Main article: Microangiopathy

Vascular and neural diseases are closely related and intertwined. Blood vessels depend on normal nerve function, and nerves depend on adequate blood flow. The first pathological change in the small blood vessels is narrowing of the blood vessels. As the disease progresses, neuronal dysfunction correlates closely with the development of blood vessel abnormalities, such as capillary basement membrane thickening and endothelial hyperplasia, which contribute to diminished oxygen tension and hypoxia. Neuronal ischemia is a well-established characteristic of diabetic neuropathy. Blood vessel opening agents (e.g., ACE inhibitors, α1-antagonists) can lead to substantial improvements in neuronal blood flow, with corresponding improvements in nerve conduction velocities. Thus,small blood vessel dysfunction occurs early in diabetes, parallels the progression of neural dysfunction, and may be sufficient to support the severity of structural, functional, and clinical changes observed in diabetic neuropathy.

Advanced glycated end products[edit]

Elevated levels of glucose within cells cause a non-enzymatic covalent bonding with proteins, which alters their structure and inhibits their function. Some of these glycosylated proteins have been implicated in the pathology of diabetic neuropathy and other long term complications of diabetes.

Polyol pathway[edit]

Main article: Polyol pathway

Also called the sorbitol/aldose reductase pathway, the polyol pathway appears to be implicated in diabetic complications, especially in microvascular damage to the retina,[1] kidney,[2] and nerves.[3]

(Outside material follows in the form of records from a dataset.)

/// Collapse user input onto one line so it can sit inside inline emphasis or a heading.
/// Newlines would otherwise end the `**...**` span early.
pub(crate) fn sanitize_inline(s: &str) -> String {
    s.split(['\n', '\r'])
        .map(str::trim)
        .filter(|line| !line.is_empty())
        .collect::<Vec<_>>()
        .join(" ")
}

/// Render `text` as an italic blockquote, one `> *line*` per non-empty line.
pub(crate) fn italic_blockquote(text: &str) -> String {
    text.lines()
        .map(str::trim)
        .filter(|line| !line.is_empty())
        .map(|line| format!("> *{line}*"))
        .collect::<Vec<_>>()
        .join("\n")
}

Sensorimotor polyneuropathy[edit]

Longer nerve fibers are affected to a greater degree than shorter ones, because nerve conduction velocity is slowed in proportion to a nerve's length. In this syndrome, decreased sensation and loss of reflexes occurs first in the toes on each foot, then extends upward. It is usually described as glove-stocking distribution of numbness, sensory loss, dysesthesia and night time pain. The pain can feel like burning, pricking sensation, achy or dull. Pins and needles sensation is common. Loss of proprioception, the sense of where a limb is in space, is affected early. These patients cannot feel when they are stepping on a foreign body, like a splinter, or when they are developing a callous from an ill-fitting shoe. Consequently, they are at risk of developing ulcers and infections on the feet and legs, which can lead to amputation. Similarly, these patients can get multiple fractures of the knee, ankle or foot, and develop a Charcot joint. Loss of motor function results in dorsiflexion, contractures of the toes, loss of the interosseous muscle function that leads to contraction of the digits, so called hammer toes. These contractures occur not only in the foot but also in the hand where the loss of the musculature makes the hand appear gaunt and skeletal. The loss of muscular function is progressive.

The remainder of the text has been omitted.